The Budding Immigration Consequences of Marijuana Possession

Marijuana possession, while considered to be innocuous by many, can present risks to permanent residents and those seeking admission to the United States. While many states have decriminalized or legalized the possession of marijuana, it remains a federal offense to possess marijuana and it continues to have immigration consequences. Both individuals seeking to become permanent residents of the United States and those who are already permanent residents need to be wary of marijuana possession.

Applicants for permanent resident status will be deemed inadmissible if they have been convicted of marijuana possession, regardless of the amount of marijuana. It should be noted that individuals charged with marijuana possession in the United States are often offered diversion programs or a deferred dismissal that requires them to complete a period of probation upon which the charge will be dismissed. Such a dismissal where probation was completed would still be a conviction for immigration purposes if one pleaded guilty or the judge made a finding of guilt.

Even if one is not convicted, inadmissibility could arise if the applicant admits to possessing marijuana. Applicants for permanent resident status have the burden to prove their admissibility and could be asked questions relating to marijuana possession by the USCIS officer or consular official during their interview. If an applicant admits to possessing marijuana, he or she could be deemed inadmissible. It is more likely that questions related to marijuana possession are asked when applicants have a prior charge or arrest history related to marijuana, even if they were not convicted. For instance, a doctor conducting the visa medical exam could also ask applicants if they have used marijuana, and an admission could render an applicant inadmissible.

Lawful permanent residents could also face deportability grounds from marijuana possession. A conviction for marijuana possession, other than a single offense for possessing 30 grams or less of marijuana for personal use, will render one deportable from the United States. Unlike the ground of inadmissibility discussed above, one must be convicted of, and not just admit to, marijuana possession to be found deportable. A conviction for possessing more than 30 grams of marijuana, or two or more marijuana possession convictions, regardless of the amount, makes one deportable. Legal permanent residents convicted of marijuana possession may be eligible for various forms of relief depending on when the crime(s) occurred and the specifics of their case.

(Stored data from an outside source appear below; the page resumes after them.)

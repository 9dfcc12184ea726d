//! Run configuration, layered as defaults, RON file, environment, CLI flags.
use std::fs;
use std::path::{Path, PathBuf};
use std::time::Duration;

use digest_engine::{
    ApiSettings, MonitorSettings, PollSettings, DEFAULT_CHAT_BASE_URL, DEFAULT_EXA_BASE_URL,
    DEFAULT_GMAIL_BASE_URL, DEFAULT_SPEECH_BASE_URL, DEFAULT_VOICE_ID, GMAIL_API_BODY_LIMIT,
    SMTP_BODY_LIMIT,
};
use serde::{Deserialize, Serialize};
use thiserror::Error;

const DEFAULT_TOPIC: &str = "AI and Technology";
const DEFAULT_SENDER: &str = "newsletter@yourcompany.com";
const VISIBLE_SECRET_CHARS: usize = 8;

#[derive(Debug, Error)]
pub enum ConfigError {
    #[error("failed to read config file {path:?}: {source}")]
    Read {
        path: PathBuf,
        source: std::io::Error,
    },
    #[error("failed to parse config file {path:?}: {message}")]
    Parse { path: PathBuf, message: String },
    #[error("environment variable {key} is invalid: {message}")]
    Env { key: &'static str, message: String },
    #[error("{0} is not configured")]
    Missing(&'static str),
}

#[derive(Debug, Clone, PartialEq, Serialize, Deserialize)]
#[serde(default)]
pub struct Endpoints {
    pub exa: String,
    pub chat: String,
    pub speech: String,
    pub gmail: String,
}

impl Default for Endpoints {
    fn default() -> Self {
        Self {
            exa: DEFAULT_EXA_BASE_URL.to_string(),
            chat: DEFAULT_CHAT_BASE_URL.to_string(),
            speech: DEFAULT_SPEECH_BASE_URL.to_string(),
            gmail: DEFAULT_GMAIL_BASE_URL.to_string(),
        }
    }
}

/// Hand-tuned limits. Each one was picked by observation, so they stay editable.
#[derive(Debug, Clone, PartialEq, Serialize, Deserialize)]
#[serde(default)]
pub struct Thresholds {
    pub enrichment_completion: f64,
    pub truncation_floor: f64,
    pub gmail_api_body_limit: usize,
    pub smtp_body_limit: usize,
    pub audio_max_words: usize,
    pub audio_tail_window: usize,
}

impl Default for Thresholds {
    fn default() -> Self {
        Self {
            enrichment_completion: digest_core::DEFAULT_COMPLETION_THRESHOLD,
            truncation_floor: digest_core::DEFAULT_BOUNDARY_FLOOR,
            gmail_api_body_limit: GMAIL_API_BODY_LIMIT,
            smtp_body_limit: SMTP_BODY_LIMIT,
            audio_max_words: digest_core::speech::DEFAULT_MAX_WORDS,
            audio_tail_window: digest_core::speech::DEFAULT_TAIL_WINDOW,
        }
    }
}

/// Durations in whole seconds so the RON file stays readable.
#[derive(Debug, Clone, PartialEq, Serialize, Deserialize)]
#[serde(default)]
pub struct Timing {
    pub poll_max_wait_secs: u64,
    pub poll_interval_secs: u64,
    pub analyze_poll_interval_secs: u64,
    pub retry_backoff_secs: u64,
    pub max_transport_attempts: u32,
    pub monitor_check_secs: u64,
    pub monitor_error_backoff_secs: u64,
    pub request_timeout_secs: u64,
    pub voice_target_secs: u64,
}

impl Default for Timing {
    fn default() -> Self {
        Self {
            poll_max_wait_secs: 120,
            poll_interval_secs: 10,
            analyze_poll_interval_secs: 30,
            retry_backoff_secs: 2,
            max_transport_attempts: 3,
            monitor_check_secs: 30,
            monitor_error_backoff_secs: 10,
            request_timeout_secs: 60,
            voice_target_secs: 180,
        }
    }
}

#[derive(Debug, Clone, PartialEq, Serialize, Deserialize)]
#[serde(default)]
pub struct AppConfig {
    pub exa_api_key: Option<String>,
    pub perplexity_api_key: Option<String>,
    pub elevenlabs_api_key: Option<String>,
    pub voice_id: String,
    pub topic: String,
    pub max_articles: u32,
    pub sender_email: String,
    pub recipient_emails: Vec<String>,
    pub gmail_user: Option<String>,
    pub gmail_app_password: Option<String>,
    pub gmail_token_file: Option<PathBuf>,
    pub output_dir: PathBuf,
    pub endpoints: Endpoints,
    pub thresholds: Thresholds,
    pub timing: Timing,
}

impl Default for AppConfig {
    fn default() -> Self {
        Self {
            exa_api_key: None,
            perplexity_api_key: None,
            elevenlabs_api_key: None,
            voice_id: DEFAULT_VOICE_ID.to_string(),
            topic: DEFAULT_TOPIC.to_string(),
            max_articles: 8,
            sender_email: DEFAULT_SENDER.to_string(),
            recipient_emails: Vec::new(),
            gmail_user: None,
            gmail_app_password: None,
            gmail_token_file: None,
            output_dir: PathBuf::from("."),
            endpoints: Endpoints::default(),
            thresholds: Thresholds::default(),
            timing: Timing::default(),
        }
    }
}

impl AppConfig {
    /// Defaults, overlaid by the RON file at `path` when one is given.
    pub fn load(path: Option<&Path>) -> Result<Self, ConfigError> {
        let Some(path) = path else {
            return Ok(Self::default());
        };
        let content = fs::read_to_string(path).map_err(|source| ConfigError::Read {
            path: path.to_path_buf(),
            source,
        })?;
        Self::from_ron(&content).map_err(|message| ConfigError::Parse {
            path: path.to_path_buf(),
            message,
        })
    }

    fn from_ron(content: &str) -> Result<Self, String> {
        ron::from_str(content).map_err(|err| err.to_string())
    }

    /// Overlays environment variables. Empty values count as unset.
    pub fn apply_env<F>(&mut self, lookup: F) -> Result<(), ConfigError>
    where
        F: Fn(&str) -> Option<String>,
    {
        let get = |key: &str| lookup(key).filter(|value| !value.trim().is_empty());

        if let Some(value) = get("EXA_API_KEY") {
            self.exa_api_key = Some(value);
        }
        if let Some(value) = get("PERPLEXITY_API_KEY") {
            self.perplexity_api_key = Some(value);
        }
        if let Some(value) = get("ELEVENLABS_API_KEY") {
            self.elevenlabs_api_key = Some(value);
        }
        if let Some(value) = get("ELEVENLABS_VOICE_ID") {
            self.voice_id = value;
        }
        if let Some(value) = get("NEWSLETTER_TOPIC") {
            self.topic = value;
        }
        if let Some(value) = get("MAX_ARTICLES") {
            self.max_articles = value.trim().parse().map_err(|err| ConfigError::Env {
                key: "MAX_ARTICLES",
                message: format!("{value:?}: {err}"),
            })?;
        }
        if let Some(value) = get("SENDER_EMAIL") {
            self.sender_email = value;
        }
        if let Some(value) = get("RECIPIENT_EMAILS") {
            self.recipient_emails = split_list(&value);
        }
        if let Some(value) = get("GMAIL_USER") {
            self.gmail_user = Some(value);
        }
        if let Some(value) = get("GMAIL_APP_PASSWORD") {
            self.gmail_app_password = Some(value);
        }
        if let Some(value) = get("GMAIL_TOKEN_FILE") {
            self.gmail_token_file = Some(PathBuf::from(value));
        }
        Ok(())
    }

    pub fn exa_key(&self) -> Result<&str, ConfigError> {
        self.exa_api_key
            .as_deref()
            .ok_or(ConfigError::Missing("EXA_API_KEY"))
    }

    pub fn api_settings(&self) -> ApiSettings {
        ApiSettings {
            request_timeout: Duration::from_secs(self.timing.request_timeout_secs),
            ..ApiSettings::default()
        }
    }

    pub fn poll_settings(&self) -> PollSettings {
        PollSettings {
            max_wait: Duration::from_secs(self.timing.poll_max_wait_secs),
            interval: Duration::from_secs(self.timing.poll_interval_secs),
            completion_threshold: self.thresholds.enrichment_completion,
            retry_backoff: Duration::from_secs(self.timing.retry_backoff_secs),
            max_transport_attempts: self.timing.max_transport_attempts,
        }
    }

    pub fn monitor_settings(&self) -> MonitorSettings {
        MonitorSettings {
            check_interval: Duration::from_secs(self.timing.monitor_check_secs),
            error_backoff: Duration::from_secs(self.timing.monitor_error_backoff_secs),
        }
    }

    /// Key names with masked values, for start-up diagnostics.
    pub fn masked_keys(&self) -> Vec<(&'static str, String)> {
        let show = |value: &Option<String>| match value {
            Some(secret) => mask_secret(secret),
            None => "not set".to_string(),
        };
        vec![
            ("EXA_API_KEY", show(&self.exa_api_key)),
            ("PERPLEXITY_API_KEY", show(&self.perplexity_api_key)),
            ("ELEVENLABS_API_KEY", show(&self.elevenlabs_api_key)),
            ("GMAIL_APP_PASSWORD", show(&self.gmail_app_password)),
        ]
    }
}

fn split_list(value: &str) -> Vec<String> {
    value
        .split(',')
        .map(str::trim)
        .filter(|entry| !entry.is_empty())
        .map(str::to_string)
        .collect()
}

/// Replaces all but the last 8 characters with `*`. Secrets of 8 characters
/// or fewer are masked entirely.
pub fn mask_secret(secret: &str) -> String {
    let chars: Vec<char> = secret.chars().collect();
    if chars.len() <= VISIBLE_SECRET_CHARS {
        return "*".repeat(chars.len());
    }
    let hidden = chars.len() - VISIBLE_SECRET_CHARS;
    let tail: String = chars[hidden..].iter().collect();
    format!("{}{tail}", "*".repeat(hidden))
}

#[cfg(test)]
mod tests {
    use std::collections::HashMap;

    use pretty_assertions::assert_eq;
    use tempfile::TempDir;

    use super::*;

    fn env(pairs: &[(&str, &str)]) -> HashMap<String, String> {
        pairs
            .iter()
            .map(|(k, v)| (k.to_string(), v.to_string()))
            .collect()
    }

    #[test]
    fn ron_file_overrides_defaults_partially() {
        let temp = TempDir::new().unwrap();
        let path = temp.path().join("digest.ron");
        fs::write(
            &path,
            r#"(topic: "Robotics", timing: (poll_max_wait_secs: 300), thresholds: (smtp_body_limit: 1000))"#,
        )
        .unwrap();

        let config = AppConfig::load(Some(&path)).unwrap();
        assert_eq!(config.topic, "Robotics");
        assert_eq!(config.timing.poll_max_wait_secs, 300);
        assert_eq!(config.timing.poll_interval_secs, 10);
        assert_eq!(config.thresholds.smtp_body_limit, 1000);
        assert_eq!(config.thresholds.gmail_api_body_limit, 20_000);
        assert_eq!(config.voice_id, DEFAULT_VOICE_ID);
    }

    #[test]
    fn unreadable_or_invalid_file_is_an_error() {
        let temp = TempDir::new().unwrap();
        let missing = AppConfig::load(Some(&temp.path().join("absent.ron")));
        assert!(matches!(missing, Err(ConfigError::Read { .. })));

        let path = temp.path().join("bad.ron");
        fs::write(&path, "(topic: ").unwrap();
        assert!(matches!(
            AppConfig::load(Some(&path)),
            Err(ConfigError::Parse { .. })
        ));
    }

    #[test]
    fn environment_overrides_file_values() {
        let mut config = AppConfig {
            topic: "From file".into(),
            ..AppConfig::default()
        };
        let vars = env(&[
            ("EXA_API_KEY", "exa-key"),
            ("NEWSLETTER_TOPIC", "Quantum"),
            ("MAX_ARTICLES", " 12 "),
            ("RECIPIENT_EMAILS", "a@example.com, ,b@example.com"),
            ("ELEVENLABS_API_KEY", "   "),
        ]);
        config.apply_env(|key| vars.get(key).cloned()).unwrap();

        assert_eq!(config.exa_key().unwrap(), "exa-key");
        assert_eq!(config.topic, "Quantum");
        assert_eq!(config.max_articles, 12);
        assert_eq!(
            config.recipient_emails,
            vec!["a@example.com".to_string(), "b@example.com".to_string()]
        );
        assert_eq!(config.elevenlabs_api_key, None);
    }

    #[test]
    fn bad_number_in_environment_is_reported() {
        let mut config = AppConfig::default();
        let vars = env(&[("MAX_ARTICLES", "many")]);
        let err = config.apply_env(|key| vars.get(key).cloned()).unwrap_err();
        assert!(matches!(err, ConfigError::Env { key: "MAX_ARTICLES", .. }));
    }

    #[test]
    fn missing_exa_key_is_reported_by_name() {
        let err = AppConfig::default().exa_key().unwrap_err();
        assert_eq!(err.to_string(), "EXA_API_KEY is not configured");
    }

    #[test]
    fn settings_follow_configured_timing() {
        let mut config = AppConfig::default();
        config.timing.poll_interval_secs = 30;
        config.thresholds.enrichment_completion = 0.5;
        let poll = config.poll_settings();
        assert_eq!(poll.interval, Duration::from_secs(30));
        assert_eq!(poll.max_wait, Duration::from_secs(120));
        assert!(poll.validate().is_ok());
        assert_eq!(
            config.monitor_settings().error_backoff,
            Duration::from_secs(10)
        );
    }

    #[test]
    fn secrets_keep_only_last_eight_characters() {
        assert_eq!(mask_secret("sk-1234567890abcdef"), "***********90abcdef");
        assert_eq!(mask_secret("12345678"), "********");
        assert_eq!(mask_secret("abc"), "***");
        assert_eq!(mask_secret(""), "");
    }
}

Permanent residents travelling abroad could also be found inadmissible if they have a history of marijuana possession. While legal permanent residents returning from travel abroad are generally not considered to be making an admission to the United States, they will be considered as such if they are subject to a criminal ground of inadmissibility. If a legal permanent resident has a marijuana conviction or admits to having possessed marijuana to a CBP officer, he or she could be deemed inadmissible and placed into removal proceedings. It is advisable that permanent residents with a history of marijuana possession avoid foreign travel until they become a U.S. citizen.

A permanent resident or applicant for permanent residency who is deemed inadmissible based on a single incident of possessing 30 grams or less of marijuana could be eligible for a waiver, called a “212(h)” waiver. To qualify for the 212(h) waiver for possessing 30 grams or less of marijuana, an applicant must demonstrate one of the following: that that they have a U.S. citizen or lawful permanent resident spouse, son, or daughter who would suffer extreme hardship of if they were removed; the incident that triggered inadmissibility occurred at least 15 years ago, and the individual has rehabilitated; or they are a VAWA (Violence Against Women Act) self-petitioner, and they can demonstrate that the waiver should be granted as a matter of discretion.